El éxodo centroamericano
El Colombiano, Medellín
Es la 1:30 pm en San Salvador. Una muchacha de 24 años queda engullida en el atasco de una céntrica avenida. El sol luce como cada día y las calles están repletas en el frenético caos de la capital centroamericana. De repente, un transeúnte se acerca a su automóvil y golpea levemente el vidrio polarizado de su carro. Presa del pánico, al darse cuenta de que le apunta una pistola, la joven trata en vano de salir de la encerrona. Aterrorizada, comienza a hacer sonar la bocina de su coche pero nadie se mueve un palmo. El sonido de la muerte vuelve a percutir contra el cristal, pero la chica no baja la ventana. Esa decisión le costará la vida. Un segundo después, su asesino le descerraja dos tiros en la cabeza porque hay lugares donde el alma vale un arrebato y unos pesos.
Mientras la sangre se desliza espesa por su cara, los vehículos reanudan su marcha como si nada.
Al otro lado de la ciudad, a esa misma hora, cuatro mareros tatuados hasta las cejas entran en una tienda a cara descubierta para arrasarlo todo y dejar otros tres cadáveres camino de la morgue. Dos muchachos más caen abatidos en el asalto a un autobús. Todo a la 1:30 pm de un día cualquiera. Con los rayos del sol como testigos. Las mismas escenas, a la misma hora, se repiten en Ciudad de Guatemala y en San Pedro Sula.
Y mientras tanto, miles de niños llegan abandonados a la frontera estadounidense arrastrados por el éxodo que provoca la violencia desbocada de las maras, las pandillas centroamericanas que están destruyendo el presente y el futuro de esas tierras.
El Salvador, con 6,3 millones de habitantes, tiene un PIB per cápita de 3.800 dólares. La pobreza alcanza al 29 % de la población. Es el cuarto país más peligroso y violento del mundo, con una tasa creciente de homicidios, mayor de 40 por cada 100.000 habitantes. El promedio actual de homicidios diarios es de 12 y su tendencia va en aumento. Tanto como para que las peticiones de asilo por violencia superen ya a las de refugiados por conflicto bélico de la época de las guerras civiles.

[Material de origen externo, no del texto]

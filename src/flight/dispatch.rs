//! Copyright (c) 2025, Kirky.X
//!
//! MIT License
//!
//! 该模块负责对一批未命中的键调用加载器，并把结果分发给对应的在途记录。

use super::entry::{Entry, Outcome};
use super::registry::Registry;
use crate::context::Context;
use crate::error::{FlightError, Result};
use crate::loader::Loader;
use crate::metrics::GroupStats;
use std::collections::HashMap;
use std::hash::Hash;
use std::sync::Arc;
use std::time::{Duration, Instant};
use tracing::{debug, instrument, warn};

/// 一次批量加载
///
/// 持有本次调用新建的记录。正常结束时由 [`Dispatch::run`] 完成这些记录；
/// 如果在完成之前被丢弃（调用方的 future 被取消或加载器 panic），
/// `Drop` 会以 [`FlightError::Abandoned`] 完成它们并移出注册表，
/// 保证等待同一批键的其他调用方不会永久挂起。
pub(crate) struct Dispatch<'a, K, V>
where
    K: Eq + Hash + Clone,
{
    registry: &'a Registry<K, V>,
    stats: Option<&'a GroupStats>,
    group: &'a str,
    batch: Vec<Arc<Entry<K, V>>>,
    settled: bool,
}

impl<'a, K, V> Dispatch<'a, K, V>
where
    K: Eq + Hash + Clone + Send + Sync + 'static,
    V: Send + Sync + 'static,
{
    pub(crate) fn new(
        registry: &'a Registry<K, V>,
        stats: Option<&'a GroupStats>,
        group: &'a str,
        batch: Vec<Arc<Entry<K, V>>>,
    ) -> Self {
        Self {
            registry,
            stats,
            group,
            batch,
            settled: false,
        }
    }

    /// 调用加载器并分发结果
    ///
    /// 加载器执行期间不持有注册表的锁
    ///
    /// # 参数
    ///
    /// * `ctx` - 调用方上下文，原样转发给加载器
    /// * `loader` - 加载器
    /// * `timeout` - 可选的加载超时
    #[instrument(
        skip_all,
        level = "debug",
        fields(group = %self.group, batch_size = self.batch.len())
    )]
    pub(crate) async fn run<L>(mut self, ctx: &Context, loader: &L, timeout: Option<Duration>)
    where
        L: Loader<K, V> + ?Sized,
    {
        let keys: Vec<K> = self.batch.iter().map(|e| e.key().clone()).collect();
        let batch_size = keys.len();
        let started = Instant::now();

        let result = match timeout {
            Some(limit) => {
                let load_ctx = ctx.with_timeout(limit);
                match tokio::time::timeout(limit, loader.load(load_ctx.clone(), keys)).await {
                    Ok(result) => result.map_err(FlightError::load),
                    Err(_) => {
                        // 通知仍在后台运行的加载工作停止
                        load_ctx.cancel();
                        Err(FlightError::Timeout(
                            u64::try_from(limit.as_millis()).unwrap_or(u64::MAX),
                        ))
                    }
                }
            }
            None => loader
                .load(ctx.clone(), keys)
                .await
                .map_err(FlightError::load),
        };

        let elapsed = started.elapsed();
        if let Some(stats) = self.stats {
            stats.record_load(batch_size, elapsed);
        }
        debug!(elapsed_ms = elapsed.as_millis() as u64, "loader returned");

        self.settle(result);
    }

    /// 在一次加锁内完成整批记录
    fn settle(&mut self, result: Result<HashMap<K, V>>) {
        self.settled = true;

        match result {
            Err(err) => {
                warn!(
                    "Load failed for {} keys in group {}: {}",
                    self.batch.len(),
                    self.group,
                    err
                );
                if let Some(stats) = self.stats {
                    match err {
                        FlightError::Timeout(_) => stats.record_timeout(),
                        _ => stats.record_load_failure(),
                    }
                }
                self.registry
                    .complete_batch(&self.batch, |_| Outcome::Failed(err.clone()));
            }
            Ok(mut values) => {
                let mut not_found = 0;
                self.registry
                    .complete_batch(&self.batch, |key| match values.remove(key) {
                        Some(value) => Outcome::Value(value),
                        None => {
                            not_found += 1;
                            Outcome::NotFound
                        }
                    });
                if not_found > 0 {
                    debug!(not_found, "loader omitted keys");
                    if let Some(stats) = self.stats {
                        stats.record_not_found(not_found);
                    }
                }
            }
        }
    }
}

impl<K, V> Drop for Dispatch<'_, K, V>
where
    K: Eq + Hash + Clone,
{
    fn drop(&mut self) {
        if self.settled {
            return;
        }
        let abandoned = self
            .registry
            .complete_batch(&self.batch, |_| Outcome::Failed(FlightError::Abandoned));
        if abandoned > 0 {
            warn!(
                "Abandoned {} in-flight keys in group {} before the load completed",
                abandoned, self.group
            );
            if let Some(stats) = self.stats {
                stats.record_abandoned(abandoned);
            }
        }
    }
}
//! Copyright (c) 2025, Kirky.X
//!
//! MIT License
//!
//! 该模块定义了传递给加载器的取消/截止时间上下文。
//!
//! 组本身不会因为上下文被取消而提前释放等待者，上下文只会原样转发给加载器，
//! 由加载器自行决定如何响应取消或超时。

use std::time::Duration;
use tokio::time::Instant;
use tokio_util::sync::CancellationToken;

/// 加载上下文
///
/// 携带一个取消令牌和一个可选的截止时间，克隆开销很小
#[derive(Debug, Clone)]
pub struct Context {
    token: CancellationToken,
    deadline: Option<Instant>,
}

impl Default for Context {
    fn default() -> Self {
        Self::background()
    }
}

impl Context {
    /// 创建一个永不超时、尚未取消的根上下文
    pub fn background() -> Self {
        Self {
            token: CancellationToken::new(),
            deadline: None,
        }
    }

    /// 基于已有的取消令牌创建上下文
    pub fn from_token(token: CancellationToken) -> Self {
        Self {
            token,
            deadline: None,
        }
    }

    /// 派生一个子上下文
    ///
    /// 父上下文取消时子上下文随之取消，反之不成立
    pub fn child(&self) -> Self {
        Self {
            token: self.token.child_token(),
            deadline: self.deadline,
        }
    }

    /// 派生一个带有截止时间的子上下文
    ///
    /// 如果父上下文的截止时间更早，则保留父上下文的截止时间
    pub fn with_deadline(&self, deadline: Instant) -> Self {
        let deadline = match self.deadline {
            Some(current) if current <= deadline => current,
            _ => deadline,
        };
        Self {
            token: self.token.child_token(),
            deadline: Some(deadline),
        }
    }

    /// 派生一个在 `timeout` 之后到期的子上下文
    pub fn with_timeout(&self, timeout: Duration) -> Self {
        self.with_deadline(Instant::now() + timeout)
    }

    /// 取消该上下文及其所有子上下文
    pub fn cancel(&self) {
        self.token.cancel();
    }

    pub fn is_cancelled(&self) -> bool {
        self.token.is_cancelled()
    }

    /// 截止时间
    pub fn deadline(&self) -> Option<Instant> {
        self.deadline
    }

    /// 距离截止时间的剩余时长，没有截止时间时返回 `None`
    pub fn remaining(&self) -> Option<Duration> {
        self.deadline
            .map(|deadline| deadline.saturating_duration_since(Instant::now()))
    }

    /// 截止时间是否已经过去
    pub fn is_expired(&self) -> bool {
        matches!(self.deadline, Some(deadline) if Instant::now() >= deadline)
    }

    /// 等待取消
    pub async fn cancelled(&self) {
        self.token.cancelled().await
    }

    /// 等待取消或截止时间到达，以先发生者为准
    pub async fn done(&self) {
        match self.deadline {
            Some(deadline) => {
                tokio::select! {
                    _ = self.token.cancelled() => {}
                    _ = tokio::time::sleep_until(deadline) => {}
                }
            }
            None => self.token.cancelled().await,
        }
    }

    /// 底层取消令牌
    pub fn token(&self) -> &CancellationToken {
        &self.token
    }
}
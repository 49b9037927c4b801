//! Copyright (c) 2025, Kirky.X
//!
//! MIT License
//!
//! 该模块定义了请求合并组的配置结构和解析逻辑。

use crate::error::{FlightError, Result};
use serde::{Deserialize, Serialize};
use std::path::Path;
use std::time::Duration;

/// 注册表预分配容量上限
pub const MAX_INITIAL_CAPACITY: usize = 1 << 20;
/// 加载超时上限（毫秒），一小时
pub const MAX_LOAD_TIMEOUT_MS: u64 = 3_600_000;

/// 组配置
///
/// 所有字段都有默认值，TOML 中可以只写需要覆盖的字段
#[derive(Deserialize, Serialize, Clone, Debug, PartialEq)]
#[serde(default)]
pub struct GroupConfig {
    /// 组名称，用于日志和指标标签
    pub name: String,
    /// 注册表预分配容量
    pub initial_capacity: usize,
    /// 单次加载器调用的超时时间（毫秒），`None` 表示不限制
    #[serde(skip_serializing_if = "Option::is_none")]
    pub load_timeout_ms: Option<u64>,
    /// 是否收集统计
    pub enable_metrics: bool,
}

impl Default for GroupConfig {
    fn default() -> Self {
        Self {
            name: "default".to_string(),
            initial_capacity: 1024,
            load_timeout_ms: None,
            enable_metrics: true,
        }
    }
}

impl GroupConfig {
    /// 使用指定名称创建默认配置
    pub fn named(name: impl Into<String>) -> Self {
        Self {
            name: name.into(),
            ..Default::default()
        }
    }

    /// 设置加载超时
    pub fn with_load_timeout(mut self, timeout: Duration) -> Self {
        self.load_timeout_ms = Some(u64::try_from(timeout.as_millis()).unwrap_or(u64::MAX));
        self
    }

    /// 设置注册表预分配容量
    pub fn with_initial_capacity(mut self, capacity: usize) -> Self {
        self.initial_capacity = capacity;
        self
    }

    /// 加载超时
    pub fn load_timeout(&self) -> Option<Duration> {
        self.load_timeout_ms.map(Duration::from_millis)
    }

    /// 验证配置
    ///
    /// # 返回值
    ///
    /// 配置合法时返回 `Ok(())`，否则返回描述问题的字符串
    pub fn validate(&self) -> std::result::Result<(), String> {
        if self.name.trim().is_empty() {
            return Err("Group name cannot be empty".to_string());
        }

        if self.initial_capacity > MAX_INITIAL_CAPACITY {
            return Err(format!(
                "Group '{}' initial_capacity cannot exceed {}",
                self.name, MAX_INITIAL_CAPACITY
            ));
        }

        if let Some(timeout) = self.load_timeout_ms {
            if timeout == 0 {
                return Err(format!(
                    "Group '{}' load_timeout_ms cannot be zero",
                    self.name
                ));
            }
            if timeout > MAX_LOAD_TIMEOUT_MS {
                return Err(format!(
                    "Group '{}' load_timeout_ms cannot exceed {} (1 hour)",
                    self.name, MAX_LOAD_TIMEOUT_MS
                ));
            }
        }

        Ok(())
    }

    /// 从 TOML 字符串解析并验证配置
    pub fn from_toml_str(content: &str) -> Result<Self> {
        let config: GroupConfig =
            toml::from_str(content).map_err(|e| FlightError::Config(e.to_string()))?;
        config.validate().map_err(FlightError::Config)?;
        Ok(config)
    }

    /// 从 TOML 文件读取并验证配置
    pub fn from_file(path: impl AsRef<Path>) -> Result<Self> {
        let content = std::fs::read_to_string(path)?;
        Self::from_toml_str(&content)
    }

    /// 序列化为 TOML 字符串
    pub fn to_toml_string(&self) -> Result<String> {
        toml::to_string_pretty(self).map_err(|e| FlightError::Config(e.to_string()))
    }
}
//! Copyright (c) 2025, Kirky.X
//!
//! MIT License
//!
//! 配置校验命令。

use crate::cli::ValidateArgs;
use crate::config::GroupConfig;
use anyhow::{Context, Result};

pub fn execute(args: &ValidateArgs) -> Result<()> {
    let config = match &args.path {
        Some(path) => GroupConfig::from_file(path)
            .with_context(|| format!("Invalid configuration in {}", path.display()))?,
        None => GroupConfig::default(),
    };

    match &args.path {
        Some(path) => println!("# {}: OK", path.display()),
        None => println!("# default configuration"),
    }
    print!("{}", config.to_toml_string()?);
    Ok(())
}
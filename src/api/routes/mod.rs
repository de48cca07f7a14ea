//! API routes module

pub mod events;

use std::sync::Arc;

use crate::api::state::AppState;
use axum::Router;

type SharedState = Arc<AppState>;

/// Create the combined API router
pub fn router() -> Router<SharedState> {
    Router::new()
        // Busy and out of office events
        .nest("/events", events::router())
}
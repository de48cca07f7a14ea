//! Public types for the events API
use serde::{Deserialize, Serialize};
use serde_json::{Map, Value};

/// Repeated `email` parameters are collected so the extractor never
/// rejects them. Only the first one is used.
#[derive(Deserialize)]
pub struct EventQuery {
    #[serde(default)]
    pub email: Vec<String>,
}

/// A single calendar entry. Only `status` is interpreted, every other
/// field is passed through untouched.
#[derive(Debug, Clone, PartialEq, Serialize, Deserialize)]
pub struct Event {
    /// Absent and `null` are both `None`
    #[serde(default)]
    pub status: Option<String>,
    #[serde(flatten)]
    pub fields: Map<String, Value>,
}

/// Body returned by the upstream events API. Its `email` and
/// `number_of_events` are not used, the response echoes the query and
/// counts the filtered events instead.
#[derive(Debug, Deserialize)]
pub struct UpstreamEventsResponse {
    pub events: Vec<Event>,
}

#[derive(Debug, Clone, PartialEq, Serialize, Deserialize)]
#[serde(rename_all = "camelCase")]
pub struct EventsApiResponse {
    pub email: String,
    pub number_of_events: usize,
    pub events: Vec<Event>,
}

#[derive(Debug, Serialize, Deserialize)]
pub struct ErrorMessage {
    pub message: String,
}
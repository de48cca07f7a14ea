use anyhow::Result;
use busy_events::cli;

#[tokio::main]
async fn main() -> Result<()> {
    cli::run().await
}
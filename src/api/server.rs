use std::sync::Arc;

use anyhow::{Context, Result};
use axum::Router;
use tower_http::trace::TraceLayer;
use tracing_subscriber::{layer::SubscriberExt, util::SubscriberInitExt};

use super::routes;
use crate::api::state::AppState;
use crate::core::AppConfig;

pub fn app(shared_state: Arc<AppState>) -> Router {
    Router::new()
        // API routes
        .nest("/api", routes::router())
        .layer(TraceLayer::new_for_http())
        .with_state(Arc::clone(&shared_state))
}

pub fn init_tracing() {
    tracing_subscriber::registry()
        .with(
            tracing_subscriber::EnvFilter::try_from_default_env().unwrap_or_else(|_| {
                // axum logs rejections from built-in extractors with the `axum::rejection`
                // target, at `TRACE` level. `axum::rejection=trace` enables showing those events
                format! {
                    "{}=debug,tower_http=debug,axum::rejection=trace",
                    env!("CARGO_CRATE_NAME")
                }
                .into()
            }),
        )
        .with(tracing_subscriber::fmt::layer())
        .init();
}

// Run the server
pub async fn serve(host: String, port: String, config: AppConfig) -> Result<()> {
    init_tracing();

    let app_state = AppState::from_config(config)?;
    let upstream = app_state.config.events_api_base_url.clone();
    let shared_state = Arc::new(app_state);
    let app = app(Arc::clone(&shared_state));

    let listener = tokio::net::TcpListener::bind(format!("{}:{}", host, port))
        .await
        .with_context(|| format!("Failed to bind {}:{}", host, port))?;

    tracing::debug!(
        "Server started. Listening on {} with upstream {}",
        listener.local_addr()?,
        upstream
    );

    axum::serve(listener, app).await?;
    Ok(())
}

En Guatemala, la pobreza extrema se traduce en que, a lo largo de 2013, cada dos horas un niño menor de cinco años muere por causas que pudieron prevenirse, como diarreas y neumonías. Con 12 millones de habitantes, Guatemala es el país centroamericano que menos invierte en la niñez y la adolescencia. Mientras Honduras, Costa Rica y Nicaragua destinan más del 6 % del PIB a la infancia, el Estado guatemalteco solo invierte el 3,1 %. Esto, en una nación donde el 48 % de la población está compuesta por niños y adolescentes. Allí, de cada 10 menores que trabajan, seis sufren de maltrato laboral. El 82 % de los varones y el 75 % de las mujeres no tiene acceso a prestaciones laborales. La tasa de homicidios de hombres de edades comprendidas entre los 13 y los 29 años aumentó un 70 % en un año.
Sin embargo, la mayoría de los niños que llegan a EE. UU. proviene en un 60 % de la ciudad hondureña de San Pedro Sula, donde la violencia de la Mara Salvatrucha azota la región con 97 homicidios por cien mil habitantes.
Los gobiernos centroamericanos son cómplices del exterminio de sus ciudadanos y del trágico éxodo de menores que huyen de un reclutamiento seguro en las pandillas. El pretexto de que la violencia es un asunto complejo y poliédrico sólo esconde la ineptitud de las autoridades. Nicaragua es un país similar al resto en todos los indicadores de pobreza y no sufre esta lacra en la misma medida. Quizá la ONU debería de empezar a pensar en mandar cascos azules a la región. ¿O no es acaso una zona de conflicto?